MATERIAL PROVIDED.
Start of Block

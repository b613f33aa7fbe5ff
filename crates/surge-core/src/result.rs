//! Per-operation result records
//!
//! An [`OpRecorder`] travels with an operation and collects phase marks,
//! byte counts and connection accounting. [`OpRecorder::finish`] seals it
//! into an [`OpResult`], which is never mutated afterwards.
//!
//! ```text
//!  start ─ dns ─ connect ─ tls ─ write ─ first_byte ─ read ─ total
//!          (cumulative offsets from start, non-decreasing)
//! ```

use chrono::{DateTime, Utc};
use serde::{Deserialize, Serialize};
use std::sync::Arc;
use std::time::{Duration, Instant};
use tokio_util::sync::CancellationToken;

use crate::error::{ErrorKind, SurgeError};
use crate::types::{ProtocolKind, StepIndex};

/// Measured phases of an operation
#[derive(Clone, Copy, Debug, PartialEq, Eq, Hash)]
pub enum Phase {
    Dns = 0,
    Connect = 1,
    Tls = 2,
    Write = 3,
    FirstByte = 4,
    Read = 5,
}

const PHASES: usize = 6;

/// Cumulative phase offsets measured from the operation start
#[derive(Clone, Copy, Debug, Default, PartialEq, Eq, Serialize, Deserialize)]
pub struct Phases {
    pub dns: Duration,
    pub connect: Duration,
    pub tls: Duration,
    pub write: Duration,
    pub first_byte: Duration,
    pub read: Duration,
    pub total: Duration,
}

impl Phases {
    /// Check the ordering dns ≤ connect ≤ tls ≤ write ≤ first_byte ≤ read ≤ total
    pub fn is_monotone(&self) -> bool {
        let seq = [
            self.dns,
            self.connect,
            self.tls,
            self.write,
            self.first_byte,
            self.read,
            self.total,
        ];
        seq.windows(2).all(|w| w[0] <= w[1])
    }
}

/// Failure attached to a result
#[derive(Clone, Debug, PartialEq, Eq, Serialize, Deserialize)]
pub struct OpError {
    pub kind: ErrorKind,
    pub message: String,
}

impl OpError {
    pub fn new(kind: ErrorKind, message: impl Into<String>) -> Self {
        Self {
            kind,
            message: message.into(),
        }
    }

    /// Key under which this failure is counted in error histograms
    pub fn histogram_key(&self) -> String {
        format!("{}: {}", self.kind, self.message)
    }
}

impl From<&SurgeError> for OpError {
    fn from(err: &SurgeError) -> Self {
        Self::new(err.kind(), err.to_string())
    }
}

impl From<SurgeError> for OpError {
    fn from(err: SurgeError) -> Self {
        Self::from(&err)
    }
}

/// Immutable record of one executed (or abandoned) step operation
#[derive(Clone, Debug, PartialEq, Serialize, Deserialize)]
pub struct OpResult {
    pub step: StepIndex,
    pub step_name: String,
    /// `None` for task steps
    pub protocol: Option<ProtocolKind>,
    pub url: String,
    pub iteration: u64,
    pub vu: u32,
    pub worker: u16,
    pub started_at: DateTime<Utc>,
    pub ended_at: DateTime<Utc>,
    /// Monotonic offset of the start from the run epoch
    pub start_offset: Duration,
    /// Monotonic offset of the end from the run epoch
    pub end_offset: Duration,
    pub phases: Phases,
    pub status: Option<u16>,
    pub bytes_sent: u64,
    pub bytes_received: u64,
    pub error: Option<OpError>,
    /// Number of dials performed, across redirects and retries
    pub connects: u32,
    /// Sum of all dial durations
    pub connect_time: Duration,
    pub redirects: u32,
}

impl OpResult {
    pub fn is_success(&self) -> bool {
        self.error.is_none() && self.status.map_or(true, |s| s < 400)
    }

    pub fn error_kind(&self) -> Option<ErrorKind> {
        self.error.as_ref().map(|e| e.kind)
    }

    /// Histogram key for a failed result
    pub fn failure_key(&self) -> Option<String> {
        match (&self.error, self.status) {
            (Some(err), _) => Some(err.histogram_key()),
            (None, Some(status)) if status >= 400 => Some(format!("HTTP {status}")),
            _ => None,
        }
    }

    pub fn latency(&self) -> Duration {
        self.phases.total
    }
}

/// Everything an operation needs to know about where it runs
#[derive(Clone, Debug)]
pub struct OpContext {
    /// Monotonic start of the run
    pub epoch: Instant,
    /// Run-level cancellation signal
    pub cancel: CancellationToken,
    pub step: StepIndex,
    pub step_name: Arc<str>,
    pub iteration: u64,
    pub vu: u32,
    pub worker: u16,
}

impl OpContext {
    pub fn new(step: StepIndex, step_name: impl Into<Arc<str>>) -> Self {
        Self {
            epoch: Instant::now(),
            cancel: CancellationToken::new(),
            step,
            step_name: step_name.into(),
            iteration: 0,
            vu: 0,
            worker: 0,
        }
    }

    pub fn recorder(&self, protocol: Option<ProtocolKind>, url: &str) -> OpRecorder {
        OpRecorder::new(self, protocol, url)
    }
}

/// Mutable collector sealed into an [`OpResult`]
#[derive(Debug)]
pub struct OpRecorder {
    step: StepIndex,
    step_name: Arc<str>,
    protocol: Option<ProtocolKind>,
    url: String,
    iteration: u64,
    vu: u32,
    worker: u16,
    epoch: Instant,
    started: Instant,
    started_at: DateTime<Utc>,
    marks: [Option<Duration>; PHASES],
    bytes_sent: u64,
    bytes_received: u64,
    connects: u32,
    connect_time: Duration,
    redirects: u32,
}

impl OpRecorder {
    pub fn new(ctx: &OpContext, protocol: Option<ProtocolKind>, url: &str) -> Self {
        Self {
            step: ctx.step,
            step_name: ctx.step_name.clone(),
            protocol,
            url: url.to_string(),
            iteration: ctx.iteration,
            vu: ctx.vu,
            worker: ctx.worker,
            epoch: ctx.epoch,
            started: Instant::now(),
            started_at: Utc::now(),
            marks: [None; PHASES],
            bytes_sent: 0,
            bytes_received: 0,
            connects: 0,
            connect_time: Duration::ZERO,
            redirects: 0,
        }
    }

    /// Record that `phase` completed now
    pub fn mark(&mut self, phase: Phase) {
        self.marks[phase as usize] = Some(self.started.elapsed());
    }

    /// Record a completed dial that began at `began`
    pub fn connected(&mut self, began: Instant) {
        self.connects += 1;
        self.connect_time += began.elapsed();
        self.mark(Phase::Connect);
    }

    pub fn sent(&mut self, n: usize) {
        self.bytes_sent += n as u64;
    }

    pub fn received(&mut self, n: usize) {
        self.bytes_received += n as u64;
    }

    /// Record a followed redirect and the URL now being requested
    pub fn redirected(&mut self, url: &str) {
        self.redirects += 1;
        self.url = url.to_string();
    }

    pub fn elapsed(&self) -> Duration {
        self.started.elapsed()
    }

    /// Seal the record
    pub fn finish(self, status: Option<u16>, error: Option<OpError>) -> OpResult {
        let ended = Instant::now();
        let total = ended.duration_since(self.started);

        // Carry missing phases forward and clamp to a non-decreasing sequence.
        let mut offsets = [Duration::ZERO; PHASES];
        let mut floor = Duration::ZERO;
        for (slot, mark) in offsets.iter_mut().zip(self.marks.iter()) {
            floor = floor.max(mark.unwrap_or(floor)).min(total);
            *slot = floor;
        }

        OpResult {
            step: self.step,
            step_name: self.step_name.to_string(),
            protocol: self.protocol,
            url: self.url,
            iteration: self.iteration,
            vu: self.vu,
            worker: self.worker,
            started_at: self.started_at,
            ended_at: Utc::now(),
            start_offset: self.started.saturating_duration_since(self.epoch),
            end_offset: ended.saturating_duration_since(self.epoch),
            phases: Phases {
                dns: offsets[0],
                connect: offsets[1],
                tls: offsets[2],
                write: offsets[3],
                first_byte: offsets[4],
                read: offsets[5],
                total,
            },
            status,
            bytes_sent: self.bytes_sent,
            bytes_received: self.bytes_received,
            error,
            connects: self.connects,
            connect_time: self.connect_time,
            redirects: self.redirects,
        }
    }

    pub fn fail(self, err: impl Into<OpError>) -> OpResult {
        self.finish(None, Some(err.into()))
    }
}

#[cfg(test)]
mod tests {
    use super::*;

    #[test]
    fn test_missing_phases_carry_forward() {
        let ctx = OpContext::new(StepIndex(0), "g");
        let mut rec = ctx.recorder(Some(ProtocolKind::Http1), "http://x.test/");
        rec.mark(Phase::Write);
        std::thread::sleep(Duration::from_millis(2));
        rec.mark(Phase::FirstByte);
        let result = rec.finish(Some(200), None);

        assert!(result.phases.is_monotone());
        assert_eq!(result.phases.dns, Duration::ZERO);
        assert_eq!(result.phases.tls, Duration::ZERO);
        assert_eq!(result.phases.read, result.phases.first_byte);
        assert!(result.phases.first_byte > Duration::ZERO);
        assert!(result.is_success());
    }

    #[test]
    fn test_out_of_order_marks_are_clamped() {
        let ctx = OpContext::new(StepIndex(1), "r");
        let mut rec = ctx.recorder(None, "");
        rec.mark(Phase::Write);
        std::thread::sleep(Duration::from_millis(2));
        // A redirect hop re-resolves after the first write
        rec.mark(Phase::Dns);
        let result = rec.finish(None, None);
        assert!(result.phases.is_monotone());
        assert!(result.phases.write >= result.phases.dns);
    }

    #[test]
    fn test_connect_time_sums() {
        let ctx = OpContext::new(StepIndex(0), "g");
        let mut rec = ctx.recorder(Some(ProtocolKind::Http1), "http://a.test/");
        let began = Instant::now();
        rec.connected(began);
        rec.redirected("https://a.test/");
        rec.connected(Instant::now());
        let result = rec.finish(Some(200), None);
        assert_eq!(result.connects, 2);
        assert_eq!(result.redirects, 1);
        assert_eq!(result.url, "https://a.test/");
    }

    #[test]
    fn test_failure_keys() {
        let ctx = OpContext::new(StepIndex(0), "g");
        let failed = ctx
            .recorder(None, "")
            .fail(OpError::new(ErrorKind::Cancelled, "operation cancelled"));
        assert!(!failed.is_success());
        assert_eq!(
            failed.failure_key().as_deref(),
            Some("ErrCancelled: operation cancelled")
        );

        let not_found = ctx.recorder(None, "").finish(Some(404), None);
        assert!(!not_found.is_success());
        assert_eq!(not_found.failure_key().as_deref(), Some("HTTP 404"));
    }
}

End of Block

Set aside each line above that includes the string "message" and report it.

FINAL ANSWER.
    pub message: String,
    pub fn new(kind: ErrorKind, message: impl Into<String>) -> Self {
            message: message.into(),
        format!("{}: {}", self.kind, self.message)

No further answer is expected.